EXERCISE PROMPT:
Looking through the entries, count each line where the string "returned" occurs, and write only the total.

SOURCE MATERIAL:
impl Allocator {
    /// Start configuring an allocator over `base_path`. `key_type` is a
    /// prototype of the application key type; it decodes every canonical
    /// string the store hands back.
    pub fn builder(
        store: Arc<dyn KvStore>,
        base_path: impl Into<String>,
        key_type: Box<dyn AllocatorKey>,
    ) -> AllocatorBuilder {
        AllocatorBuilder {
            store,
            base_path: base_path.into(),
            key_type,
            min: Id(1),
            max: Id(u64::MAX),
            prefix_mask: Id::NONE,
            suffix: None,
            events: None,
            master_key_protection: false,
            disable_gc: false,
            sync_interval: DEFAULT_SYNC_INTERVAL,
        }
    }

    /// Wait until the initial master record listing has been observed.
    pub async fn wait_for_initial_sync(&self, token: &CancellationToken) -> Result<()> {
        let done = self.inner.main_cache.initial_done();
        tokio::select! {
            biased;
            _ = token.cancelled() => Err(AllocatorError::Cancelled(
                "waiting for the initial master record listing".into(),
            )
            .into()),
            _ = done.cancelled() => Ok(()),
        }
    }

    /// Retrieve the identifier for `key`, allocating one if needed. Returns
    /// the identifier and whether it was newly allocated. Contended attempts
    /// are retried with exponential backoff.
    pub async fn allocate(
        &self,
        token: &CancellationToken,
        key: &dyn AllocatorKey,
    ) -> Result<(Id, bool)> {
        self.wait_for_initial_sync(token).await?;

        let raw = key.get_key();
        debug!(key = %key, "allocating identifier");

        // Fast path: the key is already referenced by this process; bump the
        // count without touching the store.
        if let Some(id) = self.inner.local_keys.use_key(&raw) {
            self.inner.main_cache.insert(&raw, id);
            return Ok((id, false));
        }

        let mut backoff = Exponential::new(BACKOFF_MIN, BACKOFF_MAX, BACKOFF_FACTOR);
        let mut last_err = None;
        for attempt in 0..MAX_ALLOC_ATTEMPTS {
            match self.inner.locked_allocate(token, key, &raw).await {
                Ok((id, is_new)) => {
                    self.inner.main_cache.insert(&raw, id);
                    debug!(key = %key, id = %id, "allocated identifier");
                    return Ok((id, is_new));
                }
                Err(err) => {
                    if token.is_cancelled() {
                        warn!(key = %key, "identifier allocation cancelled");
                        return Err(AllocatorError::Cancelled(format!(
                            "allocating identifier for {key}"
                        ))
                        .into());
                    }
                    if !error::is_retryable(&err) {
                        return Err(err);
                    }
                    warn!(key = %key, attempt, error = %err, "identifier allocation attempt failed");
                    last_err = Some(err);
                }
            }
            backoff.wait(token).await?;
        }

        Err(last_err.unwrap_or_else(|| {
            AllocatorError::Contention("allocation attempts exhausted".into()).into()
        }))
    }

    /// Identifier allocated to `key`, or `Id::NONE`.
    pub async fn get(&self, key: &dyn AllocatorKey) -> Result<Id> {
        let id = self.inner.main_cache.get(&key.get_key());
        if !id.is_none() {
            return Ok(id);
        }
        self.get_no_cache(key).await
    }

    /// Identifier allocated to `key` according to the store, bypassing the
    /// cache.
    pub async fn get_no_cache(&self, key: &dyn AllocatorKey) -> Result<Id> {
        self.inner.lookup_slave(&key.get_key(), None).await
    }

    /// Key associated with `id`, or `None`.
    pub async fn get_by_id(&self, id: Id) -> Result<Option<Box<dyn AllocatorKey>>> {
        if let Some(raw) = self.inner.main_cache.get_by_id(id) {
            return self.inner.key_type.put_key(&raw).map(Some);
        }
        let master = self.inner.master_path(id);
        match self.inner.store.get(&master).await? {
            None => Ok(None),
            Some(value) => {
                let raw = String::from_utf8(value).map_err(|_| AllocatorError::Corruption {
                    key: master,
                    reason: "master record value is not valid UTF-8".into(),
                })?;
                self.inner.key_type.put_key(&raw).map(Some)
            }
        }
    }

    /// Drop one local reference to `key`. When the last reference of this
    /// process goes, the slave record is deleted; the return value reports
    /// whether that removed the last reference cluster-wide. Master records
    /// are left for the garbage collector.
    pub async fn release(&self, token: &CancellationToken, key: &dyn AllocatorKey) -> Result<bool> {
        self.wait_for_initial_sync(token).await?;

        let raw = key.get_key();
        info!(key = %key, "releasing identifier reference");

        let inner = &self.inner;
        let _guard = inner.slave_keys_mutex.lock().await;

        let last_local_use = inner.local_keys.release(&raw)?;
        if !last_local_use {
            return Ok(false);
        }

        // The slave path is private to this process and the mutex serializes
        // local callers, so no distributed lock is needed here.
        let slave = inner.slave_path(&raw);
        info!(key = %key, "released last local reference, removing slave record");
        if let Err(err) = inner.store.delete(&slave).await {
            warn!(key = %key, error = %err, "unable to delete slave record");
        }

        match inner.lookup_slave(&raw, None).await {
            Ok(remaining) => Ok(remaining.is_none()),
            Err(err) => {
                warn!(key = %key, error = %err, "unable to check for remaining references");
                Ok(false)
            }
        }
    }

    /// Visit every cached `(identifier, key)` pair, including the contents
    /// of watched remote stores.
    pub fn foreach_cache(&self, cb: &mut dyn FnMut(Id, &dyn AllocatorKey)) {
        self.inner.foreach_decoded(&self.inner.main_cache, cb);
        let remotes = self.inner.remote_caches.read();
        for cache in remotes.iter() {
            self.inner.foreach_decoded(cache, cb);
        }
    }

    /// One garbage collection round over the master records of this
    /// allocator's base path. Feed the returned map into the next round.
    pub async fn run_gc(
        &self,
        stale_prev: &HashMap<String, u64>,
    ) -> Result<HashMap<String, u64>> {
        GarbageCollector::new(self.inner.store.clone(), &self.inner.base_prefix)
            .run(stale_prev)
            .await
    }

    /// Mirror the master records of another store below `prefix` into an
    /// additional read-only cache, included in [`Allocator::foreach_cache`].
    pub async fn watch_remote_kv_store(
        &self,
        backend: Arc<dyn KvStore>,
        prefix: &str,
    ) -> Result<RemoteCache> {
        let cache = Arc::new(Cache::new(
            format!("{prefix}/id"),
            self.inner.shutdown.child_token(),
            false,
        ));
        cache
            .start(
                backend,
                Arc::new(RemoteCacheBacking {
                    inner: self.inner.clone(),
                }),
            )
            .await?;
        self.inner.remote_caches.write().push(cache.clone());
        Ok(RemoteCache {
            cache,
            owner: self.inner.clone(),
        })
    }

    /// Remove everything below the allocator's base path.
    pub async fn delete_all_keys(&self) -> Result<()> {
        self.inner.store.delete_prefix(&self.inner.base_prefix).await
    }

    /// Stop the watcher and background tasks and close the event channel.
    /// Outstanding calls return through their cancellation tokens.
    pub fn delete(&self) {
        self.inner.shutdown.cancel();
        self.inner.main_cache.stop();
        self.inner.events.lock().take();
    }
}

...

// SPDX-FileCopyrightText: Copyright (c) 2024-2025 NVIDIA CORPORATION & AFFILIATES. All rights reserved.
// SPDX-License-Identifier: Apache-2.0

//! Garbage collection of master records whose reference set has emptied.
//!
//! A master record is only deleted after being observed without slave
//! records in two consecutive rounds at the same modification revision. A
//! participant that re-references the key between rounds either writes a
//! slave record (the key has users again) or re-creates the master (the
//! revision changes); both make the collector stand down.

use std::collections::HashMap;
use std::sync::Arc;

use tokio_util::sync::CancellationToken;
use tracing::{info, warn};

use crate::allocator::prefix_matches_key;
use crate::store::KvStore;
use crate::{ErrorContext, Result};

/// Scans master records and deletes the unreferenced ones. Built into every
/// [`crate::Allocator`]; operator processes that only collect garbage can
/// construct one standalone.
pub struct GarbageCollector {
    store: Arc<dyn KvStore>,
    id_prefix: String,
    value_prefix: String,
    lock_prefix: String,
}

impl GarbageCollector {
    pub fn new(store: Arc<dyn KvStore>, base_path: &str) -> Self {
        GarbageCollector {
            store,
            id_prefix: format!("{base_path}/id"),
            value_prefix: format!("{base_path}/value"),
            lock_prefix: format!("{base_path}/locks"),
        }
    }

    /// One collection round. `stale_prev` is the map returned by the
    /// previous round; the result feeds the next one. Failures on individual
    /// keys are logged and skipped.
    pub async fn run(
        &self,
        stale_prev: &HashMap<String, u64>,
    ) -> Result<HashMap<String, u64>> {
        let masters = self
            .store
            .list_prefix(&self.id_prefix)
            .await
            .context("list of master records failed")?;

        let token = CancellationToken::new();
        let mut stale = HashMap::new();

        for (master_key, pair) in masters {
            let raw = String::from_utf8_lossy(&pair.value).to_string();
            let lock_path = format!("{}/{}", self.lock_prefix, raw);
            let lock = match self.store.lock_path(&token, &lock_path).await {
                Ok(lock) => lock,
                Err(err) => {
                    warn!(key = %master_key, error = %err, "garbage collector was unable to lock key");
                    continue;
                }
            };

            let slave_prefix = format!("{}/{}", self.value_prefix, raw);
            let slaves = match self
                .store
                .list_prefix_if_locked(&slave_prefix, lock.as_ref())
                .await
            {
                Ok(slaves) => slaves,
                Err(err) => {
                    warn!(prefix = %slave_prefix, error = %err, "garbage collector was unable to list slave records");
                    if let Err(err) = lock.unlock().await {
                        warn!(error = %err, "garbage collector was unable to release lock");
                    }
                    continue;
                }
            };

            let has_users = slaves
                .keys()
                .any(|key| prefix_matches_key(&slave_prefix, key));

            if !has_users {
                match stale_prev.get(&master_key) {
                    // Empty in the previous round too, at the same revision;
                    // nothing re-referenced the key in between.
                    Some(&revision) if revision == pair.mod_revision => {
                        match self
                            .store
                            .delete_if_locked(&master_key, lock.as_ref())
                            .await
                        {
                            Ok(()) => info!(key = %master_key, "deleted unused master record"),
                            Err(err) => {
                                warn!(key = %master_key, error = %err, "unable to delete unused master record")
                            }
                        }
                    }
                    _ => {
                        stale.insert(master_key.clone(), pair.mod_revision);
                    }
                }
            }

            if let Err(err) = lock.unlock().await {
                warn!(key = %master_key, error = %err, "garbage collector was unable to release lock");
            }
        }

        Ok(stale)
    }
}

YOUR SOLUTION:
2